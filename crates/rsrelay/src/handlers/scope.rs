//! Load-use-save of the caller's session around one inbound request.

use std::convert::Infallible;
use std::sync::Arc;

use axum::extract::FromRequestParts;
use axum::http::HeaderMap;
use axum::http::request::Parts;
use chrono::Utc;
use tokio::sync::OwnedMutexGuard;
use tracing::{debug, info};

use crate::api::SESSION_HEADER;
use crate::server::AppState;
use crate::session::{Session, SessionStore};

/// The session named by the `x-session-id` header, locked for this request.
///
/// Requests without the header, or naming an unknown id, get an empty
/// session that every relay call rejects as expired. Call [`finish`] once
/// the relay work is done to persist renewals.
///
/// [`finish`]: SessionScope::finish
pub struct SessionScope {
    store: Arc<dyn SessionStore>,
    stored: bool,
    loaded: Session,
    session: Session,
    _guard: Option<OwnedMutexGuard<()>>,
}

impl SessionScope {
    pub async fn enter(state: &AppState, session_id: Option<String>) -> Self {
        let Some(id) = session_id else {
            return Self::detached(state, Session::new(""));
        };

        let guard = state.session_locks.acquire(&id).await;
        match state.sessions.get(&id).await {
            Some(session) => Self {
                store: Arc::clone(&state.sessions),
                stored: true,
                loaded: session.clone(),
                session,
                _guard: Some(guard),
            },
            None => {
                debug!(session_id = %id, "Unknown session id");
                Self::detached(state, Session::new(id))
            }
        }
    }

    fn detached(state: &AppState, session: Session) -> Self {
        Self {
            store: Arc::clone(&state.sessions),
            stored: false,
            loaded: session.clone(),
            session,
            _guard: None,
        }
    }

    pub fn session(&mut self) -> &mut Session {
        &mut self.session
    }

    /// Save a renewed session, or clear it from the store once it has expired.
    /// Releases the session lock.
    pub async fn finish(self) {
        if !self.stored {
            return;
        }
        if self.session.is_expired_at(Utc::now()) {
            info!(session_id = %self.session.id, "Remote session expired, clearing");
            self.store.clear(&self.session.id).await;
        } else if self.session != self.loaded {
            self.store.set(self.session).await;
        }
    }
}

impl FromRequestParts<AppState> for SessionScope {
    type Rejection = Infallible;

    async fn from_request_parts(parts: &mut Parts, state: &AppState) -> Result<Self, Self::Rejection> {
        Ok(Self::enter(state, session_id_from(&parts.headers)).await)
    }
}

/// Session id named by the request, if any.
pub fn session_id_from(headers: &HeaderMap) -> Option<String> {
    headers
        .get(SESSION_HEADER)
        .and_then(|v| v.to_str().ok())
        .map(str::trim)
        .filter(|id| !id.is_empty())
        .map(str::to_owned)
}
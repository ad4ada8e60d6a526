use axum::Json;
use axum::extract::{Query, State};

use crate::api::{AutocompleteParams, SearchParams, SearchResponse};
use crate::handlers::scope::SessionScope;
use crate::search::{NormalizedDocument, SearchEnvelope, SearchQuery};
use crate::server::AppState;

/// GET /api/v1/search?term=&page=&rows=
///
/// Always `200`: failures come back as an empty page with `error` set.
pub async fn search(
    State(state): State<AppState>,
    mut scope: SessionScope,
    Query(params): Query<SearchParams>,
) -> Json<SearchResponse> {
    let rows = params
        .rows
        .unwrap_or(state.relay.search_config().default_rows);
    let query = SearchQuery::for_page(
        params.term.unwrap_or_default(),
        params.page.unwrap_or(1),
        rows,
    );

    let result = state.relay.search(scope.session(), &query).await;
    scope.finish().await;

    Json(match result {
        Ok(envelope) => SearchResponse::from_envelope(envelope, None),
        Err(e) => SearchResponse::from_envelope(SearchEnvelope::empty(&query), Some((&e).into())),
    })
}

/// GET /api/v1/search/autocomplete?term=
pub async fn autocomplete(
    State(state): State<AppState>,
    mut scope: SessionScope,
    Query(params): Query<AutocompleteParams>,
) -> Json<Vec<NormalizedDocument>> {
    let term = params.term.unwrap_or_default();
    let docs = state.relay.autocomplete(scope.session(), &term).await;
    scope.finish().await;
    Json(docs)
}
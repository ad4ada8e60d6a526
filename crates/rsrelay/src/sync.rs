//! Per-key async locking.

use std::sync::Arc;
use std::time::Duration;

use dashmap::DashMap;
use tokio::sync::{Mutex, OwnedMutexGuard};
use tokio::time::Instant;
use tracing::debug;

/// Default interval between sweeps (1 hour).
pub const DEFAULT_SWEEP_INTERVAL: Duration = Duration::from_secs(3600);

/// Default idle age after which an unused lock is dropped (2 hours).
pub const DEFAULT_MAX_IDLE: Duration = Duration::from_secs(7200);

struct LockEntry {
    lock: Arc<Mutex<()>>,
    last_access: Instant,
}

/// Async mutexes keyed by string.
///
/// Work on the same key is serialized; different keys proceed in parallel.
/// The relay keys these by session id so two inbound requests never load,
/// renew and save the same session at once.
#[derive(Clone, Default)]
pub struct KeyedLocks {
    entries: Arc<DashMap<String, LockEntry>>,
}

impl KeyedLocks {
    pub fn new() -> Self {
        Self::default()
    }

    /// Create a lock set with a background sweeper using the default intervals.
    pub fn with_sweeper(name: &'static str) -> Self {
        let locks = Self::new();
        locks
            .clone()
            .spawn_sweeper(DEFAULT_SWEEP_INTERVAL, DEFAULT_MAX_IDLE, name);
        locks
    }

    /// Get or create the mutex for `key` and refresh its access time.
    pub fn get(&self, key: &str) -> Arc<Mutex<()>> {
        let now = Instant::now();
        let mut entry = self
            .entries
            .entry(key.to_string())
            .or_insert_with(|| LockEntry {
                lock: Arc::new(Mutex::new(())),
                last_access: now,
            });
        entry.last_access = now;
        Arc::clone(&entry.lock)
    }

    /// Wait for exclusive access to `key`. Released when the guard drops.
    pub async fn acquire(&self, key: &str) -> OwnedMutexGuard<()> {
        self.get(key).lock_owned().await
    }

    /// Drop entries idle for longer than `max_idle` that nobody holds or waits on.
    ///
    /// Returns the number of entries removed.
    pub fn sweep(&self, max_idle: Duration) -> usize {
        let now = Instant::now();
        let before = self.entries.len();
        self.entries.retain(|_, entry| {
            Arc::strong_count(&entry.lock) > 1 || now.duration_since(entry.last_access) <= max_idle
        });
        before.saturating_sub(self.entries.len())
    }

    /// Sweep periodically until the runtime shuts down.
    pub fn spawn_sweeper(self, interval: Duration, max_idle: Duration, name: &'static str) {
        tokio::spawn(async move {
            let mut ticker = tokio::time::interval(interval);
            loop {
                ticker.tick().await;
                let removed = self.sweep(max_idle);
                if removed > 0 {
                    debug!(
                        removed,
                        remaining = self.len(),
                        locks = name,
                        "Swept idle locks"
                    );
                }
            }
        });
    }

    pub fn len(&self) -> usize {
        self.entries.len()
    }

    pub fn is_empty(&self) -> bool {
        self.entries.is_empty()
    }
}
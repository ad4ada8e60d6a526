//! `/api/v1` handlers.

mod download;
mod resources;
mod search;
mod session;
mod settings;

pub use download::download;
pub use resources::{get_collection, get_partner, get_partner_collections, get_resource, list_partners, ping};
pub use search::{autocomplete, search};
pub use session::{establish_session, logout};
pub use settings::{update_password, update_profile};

════

→ Work instruction
Please give again the lines above between the line holding "docs = state.relay.autocomplete(scope.session(), &term).await;" and the line holding "pub struct KeyedLocks", inclusive, exactly as they are and with nothing added.

→ Your response
    let docs = state.relay.autocomplete(scope.session(), &term).await;
    scope.finish().await;
    Json(docs)
}
repository ad4ada8e60d6a526
filename crates/rsrelay/src/sync.rs
//! Per-key async locking.

use std::sync::Arc;
use std::time::Duration;

use dashmap::DashMap;
use tokio::sync::{Mutex, OwnedMutexGuard};
use tokio::time::Instant;
use tracing::debug;

/// Default interval between sweeps (1 hour).
pub const DEFAULT_SWEEP_INTERVAL: Duration = Duration::from_secs(3600);

/// Default idle age after which an unused lock is dropped (2 hours).
pub const DEFAULT_MAX_IDLE: Duration = Duration::from_secs(7200);

struct LockEntry {
    lock: Arc<Mutex<()>>,
    last_access: Instant,
}

/// Async mutexes keyed by string.
///
/// Work on the same key is serialized; different keys proceed in parallel.
/// The relay keys these by session id so two inbound requests never load,
/// renew and save the same session at once.
#[derive(Clone, Default)]
pub struct KeyedLocks {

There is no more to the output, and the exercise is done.